The Nigerian military is close to
completely defeating Islamist Boko Haram militants, President
Muhammadu Buhari
has told the BBC.
He said the militants could no
longer mount conventional attacks against security forces or population
centres.
“I think, technically, we have won
the war,” he said.
The president has given the army
until the end of the month to defeat Boko Haram, whose six-year insurgency has
devastated north-eastern Nigeria.
But the BBC’s Bashir Sa’ad Abdullahi
in the capital, Abuja, says that the deadline is likely to be extended as Boko
Haram is still bombing areas despite losing towns under its control.
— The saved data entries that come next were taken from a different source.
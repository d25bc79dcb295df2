//! Ingestion pipeline: table naming, batch writing, table swaps, and
//! the per-file orchestrator.

pub mod naming;
pub mod orchestrator;
pub mod status;
pub mod swap;
pub mod writer;

pub use naming::TableNames;
pub use orchestrator::Ingester;
pub use status::{IngestStatus, JobState};
pub use swap::TableSwapper;
pub use writer::{BatchPool, BatchWriter, WriteDisposition};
Critics of the government argue that
it has exaggerated the scale of its success against the militants, and that
each time the army claims to have wiped out Boko Haram, the militants have
quietly rebuilt.
The insurgency is said to have killed
some 17,000 people and left more than two million homeless.
The jihadists have been forced to
cut back on suicide bombings as a result of the military action against them,
President Buhari said.
“Boko Haram has reverted to using
improvised explosive devices (IEDs),” he said. “They have now been reduced to
that.”
“Boko Haram is an organised fighting
force, I assure you, [but] we have dealt with them.”
He said the militants had all but
been driven out from Adamawa and Yobe states and remained a force only in its
heartland of Borno state.
“They cannot now marshal forces and
attack towns or attack military installations and so on as they did before.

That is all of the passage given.